Editor’s Note: This whiskey was provided to us as a review sample by New Liberty Distillery. This in no way, per our editorial policies, influenced the final outcome of this review. It should also be noted that by clicking the buy link towards the bottom of this review our site receives a small referral payment which helps to support, but not influence, our editorial and other costs.
The Kinsey brands are part of Philadelphia-based New Liberty Distillery, which was founded by Rob Cassell. When we wrote about him back in 2018, he was in the midst of simultaneously getting New Liberty running in Philly and an Irish distillery, Connacht Whiskey Company, in Ballina, Co. Mayo, off the ground. (The two distilleries are not financially connected.) New Liberty was established in 2014 and has been championing the revitalization of Pennsylvania whiskey, as Craft Spirits writes.

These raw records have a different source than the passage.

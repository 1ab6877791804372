// SPDX-License-Identifier: BUSL-1.1
// Copyright (c) 2026 Alfred Jean LLC

use super::*;

#[yare::parameterized(
    explore   = { "explore", AgentKind::Explore },
    implement = { "implement", AgentKind::Implement },
    review    = { "Review", AgentKind::Review },
    test_kind = { "TEST", AgentKind::Test },
    general   = { "general", AgentKind::General },
    unknown   = { "wizard", AgentKind::General },
    empty     = { "", AgentKind::General },
)]
fn agent_kind_parse_lossy(input: &str, expected: AgentKind) {
    assert_eq!(AgentKind::parse_lossy(input), expected);
}

#[test]
fn plan_item_deserializes_with_defaults() {
    let item: PlanItem = serde_json::from_str(r#"{"id": "a", "title": "Task A"}"#).unwrap();
    assert_eq!(item.id, "a");
    assert_eq!(item.parallel_group, None);
    assert!(!item.requires_fresh_context);
    assert!(item.dependencies.is_empty());
}

#[test]
fn plan_item_full_roundtrip() {
    let item: PlanItem = serde_json::from_str(
        r#"{
            "id": "b",
            "title": "Task B",
            "description": "do things",
            "parallelGroup": 2,
            "agentType": "implement",
            "recommendedModel": "deep",
            "requiresFreshContext": true,
            "estimatedTokens": 60000,
            "outputFiles": ["src/a.rs", "src/b.rs"],
            "dependencies": ["a"]
        }"#,
    )
    .unwrap();
    assert_eq!(item.parallel_group, Some(2));
    assert_eq!(item.agent_type, Some(AgentKind::Implement));
    assert_eq!(item.estimated_tokens, Some(60_000));

    let json = serde_json::to_value(&item).unwrap();
    let back: PlanItem = serde_json::from_value(json).unwrap();
    assert_eq!(back, item);
}

#[test]
fn task_status_terminality() {
    assert!(!TaskStatus::Pending.is_terminal());
    assert!(!TaskStatus::Running.is_terminal());
    assert!(TaskStatus::Completed.is_terminal());
    assert!(TaskStatus::Failed.is_terminal());
    assert!(TaskStatus::Skipped.is_terminal());
}

#[test]
fn partial_groups_satisfy_dependents() {
    assert!(GroupStatus::Completed.satisfies_dependents());
    assert!(GroupStatus::Partial.satisfies_dependents());
    assert!(!GroupStatus::Failed.satisfies_dependents());
    assert!(!GroupStatus::Running.satisfies_dependents());
    assert!(!GroupStatus::Pending.satisfies_dependents());
}
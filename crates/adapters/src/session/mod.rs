// SPDX-License-Identifier: BUSL-1.1
// Copyright (c) 2026 Alfred Jean LLC

//! Detachable terminal session adapters

mod tmux;

pub use tmux::TmuxAdapter;

// Test support - only compiled for tests or when explicitly requested
#[cfg(any(test, feature = "test-support"))]
mod fake;
#[cfg(any(test, feature = "test-support"))]
pub use fake::{FakeSession, FakeSessionAdapter, SessionCall};

use async_trait::async_trait;
use std::path::Path;
use thiserror::Error;

/// Errors from session operations
#[derive(Debug, Error)]
pub enum SessionError {
    #[error("session not found: {0}")]
    NotFound(String),
    #[error("spawn failed: {0}")]
    SpawnFailed(String),
    #[error("command failed: {0}")]
    CommandFailed(String),
}

/// Adapter for detachable terminal sessions.
///
/// The surface is exactly what the orchestration core does to a session:
/// spawn it detached, type into it (directives, injected prompts), commit
/// with Enter, read its recent output (verdict probes, completion-phrase
/// scans), check it is still there, and tear it down. The adapter owns
/// session naming; callers treat the returned id as opaque.
#[async_trait]
pub trait SessionAdapter: Clone + Send + Sync + 'static {
    /// Spawn a detached session running `cmd` in `cwd`, returning its id
    async fn spawn(
        &self,
        name: &str,
        cwd: &Path,
        cmd: &str,
        env: &[(String, String)],
    ) -> Result<String, SessionError>;

    /// Type literal text into a session, without submitting it
    async fn write_text(&self, id: &str, text: &str) -> Result<(), SessionError>;

    /// Press Enter in a session, submitting whatever was typed
    async fn press_enter(&self, id: &str) -> Result<(), SessionError>;

    /// The last `lines` lines of a session's output
    async fn capture_tail(&self, id: &str, lines: u32) -> Result<String, SessionError>;

    /// Check if a session is alive
    async fn is_alive(&self, id: &str) -> Result<bool, SessionError>;

    /// Kill a session. Killing a session that is already gone is not an
    /// error.
    async fn kill(&self, id: &str) -> Result<(), SessionError>;
}

/// Sanitize a string for use in tmux session names.
///
/// tmux session names cannot contain: colon `:`, period `.`
/// Also replaces other problematic characters for shell friendliness.
pub fn sanitize_session_name(s: &str, max_len: usize) -> String {
    let sanitized: String = s
        .chars()
        .map(|c| match c {
            'a'..='z' | 'A'..='Z' | '0'..='9' | '-' | '_' => c,
            _ => '-',
        })
        .collect();

    // Collapse multiple hyphens and trim
    let collapsed = sanitized
        .split('-')
        .filter(|s| !s.is_empty())
        .collect::<Vec<_>>()
        .join("-");

    if collapsed.len() <= max_len {
        collapsed
    } else {
        collapsed[..max_len].trim_end_matches('-').to_string()
    }
}

/// Generate a short random hex string.
pub fn generate_short_random(len: usize) -> String {
    use rand::Rng;
    let mut rng = rand::rng();
    (0..len)
        .map(|_| format!("{:x}", rng.random::<u8>() % 16))
        .collect()
}

#[cfg(test)]
#[path = "mod_tests.rs"]
mod tests;
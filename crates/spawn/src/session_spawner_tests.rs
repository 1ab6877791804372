// SPDX-License-Identifier: BUSL-1.1
// Copyright (c) 2026 Alfred Jean LLC

use super::*;
use herd_adapters::{FakeSessionAdapter, SessionCall};
use herd_core::{AgentKind, ExecutionMode};
use herd_engine::ModelChoice;

fn assignment(id: &str) -> TaskAssignment {
    TaskAssignment {
        task_id: TaskId::new(id),
        title: format!("Task {}", id),
        description: "Details here".to_string(),
        agent_type: AgentKind::General,
        group_number: 0,
        model: ModelChoice {
            model: "sonnet".to_string(),
            reason: "test".to_string(),
            optimizer_recommendation: None,
        },
        execution_mode: ExecutionMode::Session,
        requires_fresh_context: false,
    }
}

fn spawner(sessions: &FakeSessionAdapter) -> SessionTaskSpawner<FakeSessionAdapter> {
    SessionTaskSpawner::new(
        sessions.clone(),
        AssistantCommand::default(),
        PathBuf::from("/tmp"),
    )
}

#[yare::parameterized(
    bare       = { None, "claude \"do it\"" },
    with_model = { Some("opus"), "claude --model opus \"do it\"" },
)]
fn command_rendering(model: Option<&str>, expected: &str) {
    let command = AssistantCommand::default();
    assert_eq!(command.build(model, "do it"), expected);
}

#[test]
fn command_escapes_prompt() {
    let command = AssistantCommand::default();
    let rendered = command.build(None, "watch `this` and $that");
    assert_eq!(rendered, "claude \"watch \\`this\\` and \\$that\"");
}

#[test]
fn extra_args_precede_model() {
    let command = AssistantCommand {
        binary: "claude".to_string(),
        args: vec!["--permission-mode".to_string(), "plan".to_string()],
    };
    assert_eq!(
        command.build(Some("opus"), "p"),
        "claude --permission-mode plan --model opus \"p\""
    );
}

#[tokio::test]
async fn spawn_session_launches_with_model_and_prompt() {
    let sessions = FakeSessionAdapter::new();
    let spawner = spawner(&sessions);
    let (reporter, _rx) = TaskReporter::channel();

    let spawned = spawner
        .spawn_session(&assignment("t1"), reporter)
        .await
        .unwrap();
    assert!(spawned.session_id.is_some());

    let calls = sessions.calls();
    let SessionCall::Spawn { name, cmd, .. } = &calls[0] else {
        panic!("expected spawn");
    };
    assert_eq!(name, "task-t1");
    assert!(cmd.contains("--model sonnet"));
    assert!(cmd.contains("Task t1"));
    assert!(cmd.contains("Details here"));

    assert_eq!(spawner.running_sessions().len(), 1);
}

#[tokio::test]
async fn lightweight_is_unsupported() {
    let sessions = FakeSessionAdapter::new();
    let spawner = spawner(&sessions);
    let (reporter, _rx) = TaskReporter::channel();
    assert!(spawner
        .spawn_lightweight(&assignment("t1"), reporter)
        .await
        .is_none());
}

#[tokio::test]
async fn abort_kills_the_task_session() {
    let sessions = FakeSessionAdapter::new();
    let spawner = spawner(&sessions);
    let (reporter, _rx) = TaskReporter::channel();

    spawner.spawn_session(&assignment("t1"), reporter).await.unwrap();
    spawner.abort(&TaskId::new("t1")).await;

    assert!(spawner.running_sessions().is_empty());
    assert!(sessions.live_sessions().is_empty());
}

#[tokio::test]
async fn spawn_failure_surfaces_as_error() {
    let sessions = FakeSessionAdapter::new();
    sessions.fail_spawns(true);
    let spawner = spawner(&sessions);
    let (reporter, _rx) = TaskReporter::channel();

    let err = spawner
        .spawn_session(&assignment("t1"), reporter)
        .await
        .unwrap_err();
    assert!(err.contains("spawn failed"));
}
// SPDX-License-Identifier: BUSL-1.1
// Copyright (c) 2026 Alfred Jean LLC

use super::*;

#[test]
fn display_roundtrip() {
    let id = SessionId::new("sess-42");
    assert_eq!(id.to_string(), "sess-42");
    assert_eq!(id.as_str(), "sess-42");
}

#[test]
fn serde_roundtrip() {
    let id = SessionId::new("sess-42");
    let json = serde_json::to_string(&id).unwrap();
    assert_eq!(json, "\"sess-42\"");
    let back: SessionId = serde_json::from_str(&json).unwrap();
    assert_eq!(back, id);
}

#[test]
fn short_prefix_for_probe_names() {
    let id = SessionId::new("0123456789abcdef");
    assert_eq!(id.short(8), "01234567");
}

And as we have reported before, New Liberty was also inspired by the days of long ago when rye was the most popular spirit in the U.S. and spirits were distilled with local grain. Their whiskeys, where possible, include local grain from a farm located only 25 miles from the distillery. Kinsey also proudly acknowledges little-known whiskey facts: American whiskey reportedly began in Pennsylvania—not Kentucky or Tennessee—where Kinsey was born in the 19th century.
The Kinsey Chardonnay Cask Whiskey was the second of their new offerings I reviewed; the first being their Kinsey Straight Wheat Whiskey, which I adored. The Chardonnay Cask is…just that. This whiskey was developed when a barrel of the finest French wine was sourced and shipped to Philadelphia to be filled with New Liberty Distillery’s Kinsey American Whiskey.
The base is Kinsey American Four-Year Whiskey aged in California chardonnay barrels for approximately one year, with a mash bill of 99% corn and 1% malted barley.
Tasting Notes: Kinsey Chardonnay Cask Whiskey
Vital stats: About $50; 80 proof; aged one year in chardonnay barrels; mash bill of of 99% corn and 1% malted barley.
Appearance: Much lighter in the glass than I was expecting. I guess it is lighter than the straight wheat whiskey when I put them side by side, but in the glass it’s like a light gold. Maybe a low carat gold, but still shiny.
Nose: Like its sibling, this nose is also subtle. But there’s definitely a nasal echo of the chardonnay cask in which it once dwelled. It’s chardonnay and oak and also cream and butter. This whiskey is very dairy-forward—and that’s something I don’t think I’ve ever noted in a whiskey. But it’s in play here.
Palate: I kind of like this, but it is a little weird. It is strongly wine-ey, but not like an acidic wine, it’s like a creamy chardonnay and a whiskey met at a wedding and nine months later this concoction showed up. It’s smooth AF. I like this precisely because it’s not your typical whiskey and that’s totally fine. I want to rate this between 3.5 and 4 stars, it’s really like a 3.75, in my opinion. But in the absence of splitting whisky hairs I’ll go with a 3.5–but if you like wine, especially weird wines, it’s more like a 4-star.
Open this bottle and pour yourself some of the whiskey knowing it’s not something you grab off the shelf and toss into a cocktail. And doing that with this whiskey would be kind of a waste, anyway.